EXTRACTED INFORMATION below:

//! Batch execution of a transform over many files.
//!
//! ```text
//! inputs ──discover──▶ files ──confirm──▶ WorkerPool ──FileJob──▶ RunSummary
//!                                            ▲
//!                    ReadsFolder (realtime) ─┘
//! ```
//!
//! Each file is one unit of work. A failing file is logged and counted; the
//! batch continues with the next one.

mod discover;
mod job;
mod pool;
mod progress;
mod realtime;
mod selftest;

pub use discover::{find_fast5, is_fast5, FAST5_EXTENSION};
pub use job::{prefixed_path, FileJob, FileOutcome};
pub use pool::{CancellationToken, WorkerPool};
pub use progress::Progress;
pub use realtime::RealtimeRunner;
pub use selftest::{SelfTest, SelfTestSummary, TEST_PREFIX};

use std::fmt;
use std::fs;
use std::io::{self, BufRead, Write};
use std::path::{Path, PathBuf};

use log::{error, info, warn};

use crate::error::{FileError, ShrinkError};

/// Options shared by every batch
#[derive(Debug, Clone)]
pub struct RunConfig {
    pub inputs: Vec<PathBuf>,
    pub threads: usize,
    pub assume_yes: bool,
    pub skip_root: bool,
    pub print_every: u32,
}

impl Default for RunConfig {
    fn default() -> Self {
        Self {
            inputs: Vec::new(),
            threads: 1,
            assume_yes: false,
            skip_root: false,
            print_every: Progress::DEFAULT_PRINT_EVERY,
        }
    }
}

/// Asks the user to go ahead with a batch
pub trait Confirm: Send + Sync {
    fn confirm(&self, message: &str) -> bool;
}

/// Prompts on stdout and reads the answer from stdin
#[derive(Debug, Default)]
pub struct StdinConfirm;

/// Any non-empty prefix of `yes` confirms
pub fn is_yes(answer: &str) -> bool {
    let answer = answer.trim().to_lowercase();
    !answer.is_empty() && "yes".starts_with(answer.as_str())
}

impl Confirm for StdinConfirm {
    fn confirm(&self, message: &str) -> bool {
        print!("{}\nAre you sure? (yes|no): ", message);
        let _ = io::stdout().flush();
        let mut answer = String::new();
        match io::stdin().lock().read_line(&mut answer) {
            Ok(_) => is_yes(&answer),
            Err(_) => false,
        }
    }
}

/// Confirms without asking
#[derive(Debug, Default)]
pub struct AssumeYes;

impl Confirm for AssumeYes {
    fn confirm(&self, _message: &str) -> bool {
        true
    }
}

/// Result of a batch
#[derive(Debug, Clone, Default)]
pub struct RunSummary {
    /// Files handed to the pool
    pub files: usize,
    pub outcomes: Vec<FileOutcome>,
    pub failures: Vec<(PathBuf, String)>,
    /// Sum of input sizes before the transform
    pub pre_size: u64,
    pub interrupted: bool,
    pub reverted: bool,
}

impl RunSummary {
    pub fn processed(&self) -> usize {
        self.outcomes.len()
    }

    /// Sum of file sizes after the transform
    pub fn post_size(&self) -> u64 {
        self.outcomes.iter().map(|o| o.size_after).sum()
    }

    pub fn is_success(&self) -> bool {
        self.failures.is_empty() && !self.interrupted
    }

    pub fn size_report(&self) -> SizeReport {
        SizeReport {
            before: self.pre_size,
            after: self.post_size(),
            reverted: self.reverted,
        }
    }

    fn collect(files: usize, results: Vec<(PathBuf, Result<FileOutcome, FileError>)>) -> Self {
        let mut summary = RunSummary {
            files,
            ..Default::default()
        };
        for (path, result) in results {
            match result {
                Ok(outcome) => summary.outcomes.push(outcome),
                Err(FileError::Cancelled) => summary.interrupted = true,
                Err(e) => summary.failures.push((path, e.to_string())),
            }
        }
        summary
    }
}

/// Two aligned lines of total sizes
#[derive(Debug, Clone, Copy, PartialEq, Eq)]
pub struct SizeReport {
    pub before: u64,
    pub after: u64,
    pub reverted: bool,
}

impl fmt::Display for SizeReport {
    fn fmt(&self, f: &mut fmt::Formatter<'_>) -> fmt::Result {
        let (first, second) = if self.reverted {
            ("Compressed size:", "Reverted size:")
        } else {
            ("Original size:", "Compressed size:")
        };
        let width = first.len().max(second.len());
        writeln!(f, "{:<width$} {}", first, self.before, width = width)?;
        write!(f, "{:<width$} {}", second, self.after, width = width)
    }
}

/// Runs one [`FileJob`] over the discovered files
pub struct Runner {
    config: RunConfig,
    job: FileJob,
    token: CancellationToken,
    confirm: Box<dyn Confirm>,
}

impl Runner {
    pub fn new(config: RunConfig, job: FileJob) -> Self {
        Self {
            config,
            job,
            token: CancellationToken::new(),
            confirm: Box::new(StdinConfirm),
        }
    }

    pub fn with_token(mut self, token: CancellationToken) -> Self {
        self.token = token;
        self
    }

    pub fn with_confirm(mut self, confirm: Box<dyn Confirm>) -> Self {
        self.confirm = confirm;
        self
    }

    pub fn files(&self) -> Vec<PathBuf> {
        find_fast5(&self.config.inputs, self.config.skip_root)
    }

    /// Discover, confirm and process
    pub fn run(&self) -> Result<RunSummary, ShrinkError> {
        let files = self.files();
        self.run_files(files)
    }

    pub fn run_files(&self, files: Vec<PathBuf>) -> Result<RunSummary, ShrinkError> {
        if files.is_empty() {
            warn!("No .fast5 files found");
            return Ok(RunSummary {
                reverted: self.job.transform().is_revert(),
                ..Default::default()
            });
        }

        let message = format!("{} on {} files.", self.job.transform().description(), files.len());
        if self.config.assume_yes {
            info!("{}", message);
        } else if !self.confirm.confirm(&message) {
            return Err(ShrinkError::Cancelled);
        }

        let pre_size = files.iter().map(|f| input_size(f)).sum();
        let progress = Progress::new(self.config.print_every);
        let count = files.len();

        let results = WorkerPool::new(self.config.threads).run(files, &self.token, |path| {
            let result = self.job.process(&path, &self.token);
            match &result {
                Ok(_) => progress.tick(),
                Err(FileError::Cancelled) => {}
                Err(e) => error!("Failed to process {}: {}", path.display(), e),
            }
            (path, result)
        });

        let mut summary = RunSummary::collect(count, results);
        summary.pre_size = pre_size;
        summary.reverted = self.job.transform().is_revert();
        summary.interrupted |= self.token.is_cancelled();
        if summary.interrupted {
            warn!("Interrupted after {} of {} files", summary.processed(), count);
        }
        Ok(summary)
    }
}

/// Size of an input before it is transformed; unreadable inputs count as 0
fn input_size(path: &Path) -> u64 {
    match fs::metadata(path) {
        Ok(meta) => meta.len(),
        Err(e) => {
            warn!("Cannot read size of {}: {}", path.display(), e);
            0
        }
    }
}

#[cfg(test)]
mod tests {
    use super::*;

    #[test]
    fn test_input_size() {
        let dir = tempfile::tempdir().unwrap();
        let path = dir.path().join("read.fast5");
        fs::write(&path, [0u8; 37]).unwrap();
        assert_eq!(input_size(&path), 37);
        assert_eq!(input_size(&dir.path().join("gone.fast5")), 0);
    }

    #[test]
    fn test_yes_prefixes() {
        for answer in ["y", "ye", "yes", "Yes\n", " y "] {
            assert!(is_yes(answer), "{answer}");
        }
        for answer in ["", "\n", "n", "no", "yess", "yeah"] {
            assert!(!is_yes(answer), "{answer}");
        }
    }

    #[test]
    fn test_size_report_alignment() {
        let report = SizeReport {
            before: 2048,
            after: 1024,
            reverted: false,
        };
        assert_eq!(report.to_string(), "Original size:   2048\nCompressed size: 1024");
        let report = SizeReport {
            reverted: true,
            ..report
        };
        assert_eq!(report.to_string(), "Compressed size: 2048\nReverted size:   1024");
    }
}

End of EXTRACTED INFORMATION.

*PROBLEM REQUIREMENTS:*
Find how many of the lines above have the word "WorkerPool" in them. State only that number.

*ANSWER SPACE:*
3